Arthritis Watch

Pharmacy TimesJune 2011 Women's Health
Volume 77
Issue 6

Quality of Life Poor in Adults with Arthritis

The health-related quality of life (HRQOL) for US adults with arthritis is much worse than for those without this condition, according to research published in the June 2011 issue of Arthritis Care & Research. The study found that both physical and mental health are affected by arthritis, which presents a significant health and economic burden as the number of those diagnosed continues to increase.

Approximately 50 million Americans have been diagnosed with arthritis, according to the Centers for Disease Control and Prevention (CDC), which estimates that the number could climb to 67 million by 2030. It is the most common cause of disability in the country, limiting activity for 19 million individuals and leading to decreased employment for nearly 8 million Americans.

In the study, Sylvia Furner, MPH, PhD, of the School of Public Health at the University of Illinois at Chicago and colleagues at the CDC analyzed data from the Behavioral Risk Factor Surveillance System to compare HRQOL in US adults with and without arthritis. Of the more than 1 million respondents included in the analysis, 27% of those with arthritis reported fair or poor health compared with 12% of those without arthritis. The mean number of physically unhealthy days, mentally unhealthy days, total unhealthy days, and activity-limited days was greater for individuals with arthritis than for those without.

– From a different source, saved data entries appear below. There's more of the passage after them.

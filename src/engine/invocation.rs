// Copyright (c) 2025 Steve Wagner (ciroque@live.com)
// SPDX-License-Identifier: MIT

use std::collections::HashMap;
use std::sync::Arc;

use crate::engine::{ComputedFeature, ExecutionPlan, FittedState, Mode};
use crate::errors::ExecutionError;
use crate::frame::Column;

/// Progress of one feature within one invocation.
///
/// `Pending -> Resolving -> Computed`, never backwards. A fresh invocation
/// starts every feature at `Pending` again.
#[derive(Debug, Clone, Copy, PartialEq, Eq)]
pub enum FeatureStatus {
    Pending,
    /// Dependencies gathered, computation in flight
    Resolving,
    /// Output cached for the rest of the invocation
    Computed,
}

/// Per-invocation bookkeeping: feature statuses, the column cache, and
/// parameters learned so far.
///
/// Executors drive every feature through [`Invocation::begin`] and
/// [`Invocation::complete`], which is what guarantees each feature computes
/// exactly once per call.
#[derive(Debug)]
pub struct Invocation {
    mode: Mode,
    statuses: HashMap<String, FeatureStatus>,
    cache: HashMap<String, Arc<Column>>,
    learned: FittedState,
}

impl Invocation {
    pub fn new(plan: &ExecutionPlan, mode: Mode) -> Self {
        Self {
            mode,
            statuses: plan
                .order()
                .iter()
                .map(|name| (name.clone(), FeatureStatus::Pending))
                .collect(),
            cache: HashMap::with_capacity(plan.len()),
            learned: FittedState::new(),
        }
    }

    pub fn mode(&self) -> Mode {
        self.mode
    }

    pub fn status(&self, feature: &str) -> Option<FeatureStatus> {
        self.statuses.get(feature).copied()
    }

    /// Move a feature from `Pending` to `Resolving` and hand back its cached
    /// dependency columns.
    pub fn begin(
        &mut self,
        feature: &str,
        dependencies: &[String],
    ) -> Result<HashMap<String, Arc<Column>>, ExecutionError> {
        self.transition(feature, FeatureStatus::Pending, FeatureStatus::Resolving)?;

        dependencies
            .iter()
            .map(|dependency| {
                self.cache
                    .get(dependency)
                    .map(|column| (dependency.clone(), Arc::clone(column)))
                    .ok_or_else(|| ExecutionError::InternalError {
                        message: format!(
                            "Feature '{}' started before its dependency '{}' was computed",
                            feature, dependency
                        ),
                    })
            })
            .collect()
    }

    /// Move a feature from `Resolving` to `Computed` and cache its output.
    pub fn complete(&mut self, feature: &str, computed: ComputedFeature) -> Result<(), ExecutionError> {
        self.transition(feature, FeatureStatus::Resolving, FeatureStatus::Computed)?;

        if let Some(params) = computed.learned {
            self.learned.insert(feature, params);
        }
        self.cache.insert(feature.to_string(), Arc::new(computed.column));
        Ok(())
    }

    fn transition(
        &mut self,
        feature: &str,
        from: FeatureStatus,
        to: FeatureStatus,
    ) -> Result<(), ExecutionError> {
        let status = self
            .statuses
            .get_mut(feature)
            .ok_or_else(|| ExecutionError::InternalError {
                message: format!("Feature '{}' is not part of this invocation", feature),
            })?;

        if *status != from {
            return Err(ExecutionError::InternalError {
                message: format!(
                    "Feature '{}' cannot move from {:?} to {:?} (currently {:?})",
                    feature, from, to, status
                ),
            });
        }
        *status = to;
        Ok(())
    }

    /// Close the invocation, handing back computed columns and learned params.
    ///
    /// Fails if any feature of the plan was left uncomputed.
    pub fn finish(self) -> Result<ExecutionOutcome, ExecutionError> {
        if let Some((feature, status)) = self
            .statuses
            .iter()
            .find(|(_, status)| **status != FeatureStatus::Computed)
        {
            return Err(ExecutionError::InternalError {
                message: format!("Feature '{}' finished the invocation as {:?}", feature, status),
            });
        }

        Ok(ExecutionOutcome {
            columns: self.cache,
            learned: self.learned,
        })
    }
}

/// Everything an executor produced for one invocation.
#[derive(Debug)]
pub struct ExecutionOutcome {
    /// Every feature of the plan, by name
    pub columns: HashMap<String, Arc<Column>>,
    /// Params learned during a fit, empty for transforms
    pub learned: FittedState,
}
// Copyright (c) 2025 Steve Wagner (ciroque@live.com)
// SPDX-License-Identifier: MIT

//! Message types for individual feature computations.

use crate::observability::messages::StructuredLog;
use std::fmt::{Display, Formatter};
use tracing::Span;

/// A feature was computed and cached for the current invocation.
///
/// # Log Level
/// `debug!` - One event per feature per invocation
///
/// # Example
/// ```
/// use the_featurewood::observability::messages::feature::FeatureComputed;
/// use std::time::Duration;
///
/// let msg = FeatureComputed {
///     feature: "pickup_hour",
///     mode: "fit",
///     rows: 1024,
///     null_count: 3,
///     duration: Duration::from_millis(2),
/// };
///
/// tracing::debug!("{}", msg);
/// ```
pub struct FeatureComputed<'a> {
    pub feature: &'a str,
    pub mode: &'a str,
    pub rows: usize,
    pub null_count: usize,
    pub duration: std::time::Duration,
}

impl Display for FeatureComputed<'_> {
    fn fmt(&self, f: &mut Formatter) -> std::fmt::Result {
        write!(
            f,
            "Feature '{}' computed ({}): rows={}, nulls={}, duration={:?}",
            self.feature, self.mode, self.rows, self.null_count, self.duration
        )
    }
}

impl StructuredLog for FeatureComputed<'_> {
    fn log(&self) {
        tracing::debug!(
            feature = self.feature,
            mode = self.mode,
            rows = self.rows,
            null_count = self.null_count,
            duration_us = self.duration.as_micros() as u64,
            "{}", self
        );
    }

    fn span(&self, name: &str) -> Span {
        tracing::debug_span!(
            "feature_computed",
            span_name = name,
            feature = self.feature,
            mode = self.mode,
        )
    }
}

/// A stateful feature learned its parameters during a fit.
///
/// # Log Level
/// `info!` - Learned state changes how later transforms behave
///
/// # Example
/// ```
/// use the_featurewood::observability::messages::feature::FeatureFitted;
///
/// let msg = FeatureFitted {
///     feature: "vendor_index",
///     rows: 1024,
/// };
///
/// tracing::info!("{}", msg);
/// ```
pub struct FeatureFitted<'a> {
    pub feature: &'a str,
    pub rows: usize,
}

impl Display for FeatureFitted<'_> {
    fn fmt(&self, f: &mut Formatter) -> std::fmt::Result {
        write!(f, "Feature '{}' fitted on {} rows", self.feature, self.rows)
    }
}

impl StructuredLog for FeatureFitted<'_> {
    fn log(&self) {
        tracing::info!(feature = self.feature, rows = self.rows, "{}", self);
    }

    fn span(&self, name: &str) -> Span {
        tracing::info_span!(
            "feature_fitted",
            span_name = name,
            feature = self.feature,
            rows = self.rows,
        )
    }
}

/// A feature computation failed.
///
/// # Log Level
/// `error!` - Failure requiring attention
///
/// # Example
/// ```
/// use the_featurewood::observability::messages::feature::FeatureFailed;
///
/// let error = std::io::Error::new(std::io::ErrorKind::Other, "test error");
/// let msg = FeatureFailed {
///     feature: "pickup_hour",
///     mode: "transform",
///     error: &error,
/// };
///
/// tracing::error!("{}", msg);
/// ```
pub struct FeatureFailed<'a> {
    pub feature: &'a str,
    pub mode: &'a str,
    pub error: &'a dyn std::error::Error,
}

impl Display for FeatureFailed<'_> {
    fn fmt(&self, f: &mut Formatter) -> std::fmt::Result {
        write!(
            f,
            "Feature '{}' failed during {}: {}",
            self.feature, self.mode, self.error
        )
    }
}

impl StructuredLog for FeatureFailed<'_> {
    fn log(&self) {
        tracing::error!(
            feature = self.feature,
            mode = self.mode,
            error = %self.error,
            "{}", self
        );
    }

    fn span(&self, name: &str) -> Span {
        tracing::error_span!(
            "feature_failed",
            span_name = name,
            feature = self.feature,
            mode = self.mode,
            error = %self.error,
        )
    }
}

“Our analysis showed that the values for all 5 measures of HRQOL were 2 to 3 times worse in those with arthritis compared to those without,” said Dr. Furner.

The study also found that individuals who were physically active had significantly better HRQOL. “Given the projected high prevalence of arthritis in the US, interventions should address both physical health and mental health,” concluded Dr. Furner.

Lupus, RA May Increase Risk for Atrial Fibrillation

New research suggests that 2 common inflammatory diseases may be linked to atrial fibrillation (AF). According to data presented at the Heart Rhythm Society meeting, individuals with rheumatoid arthritis (RA) and systemic lupus erythematosus (SLE) have a 60% increased risk for developing AF, an arrhythmia that is associated with stroke.

The link may stem from the fact that RA and SLE cause inflammation, which is suspected to play a role in heart disease, according to Abhishek Deshmukh, MD, a cardiology fellow at the University of Arkansas for Medical Sciences Medical Center in Little Rock and one of the study’s authors.

For the study, researchers examined data from 416,786 patients 65 years and older who were discharged from 1200 US hospitals after receiving treatment for AF. In the initial analysis, 2.73% of patients with RA or lupus were found to have AF, compared with 1.7% for those unaffected by either condition. After adjusting for confounding factors, researchers found that the frequency of the heart arrhythmia was 1.6 times higher in patients diagnosed with one of the autoimmune conditions.

Texting, Gaming Cause Hand in Pain Children

Frequent text messaging and prolonged use of gaming devices such as Xbox and Game Boy can cause wrist and finger pain in children that may lead to the development of rheumatoid arthritis later in life, according to data presented at the European League Against Rheumatism Congress 2011.

“Our study shows the negative impact of playing computer games and using mobile phones on the joints of children as young as 9 years old,” said lead investigator Yusuf Yazici, MD, assistant professor at the Hospital for Joint Diseases and Medicine. “Children who used these devices for prolonged times tended to have more pain regardless of which device they used.”

The study was based on responses to questionnaires administered to 257 children aged 9 to 15 years at 2 schools in St. Louis, Missouri. The authors found that hand pain was more common in girls than boys, and use of Xbox and Game Boy caused more pain than the use of cell phones. Survey results also showed that the more hours children spent on any electronic device, the more severe the pain.

Dr. Yazici cautioned that parents should set limits on the number of hours children play with gaming devices and send text messages.

“These electronic devices were not designed for children, yet the children in our study averaged more than 2 hours of play per day. We don’t know if pain will lead to arthritis, but it bears watching,” he said.

Fast Fact: The Centers for Disease Control and Prevention report that arthritis affects 35.6% of obese Americans.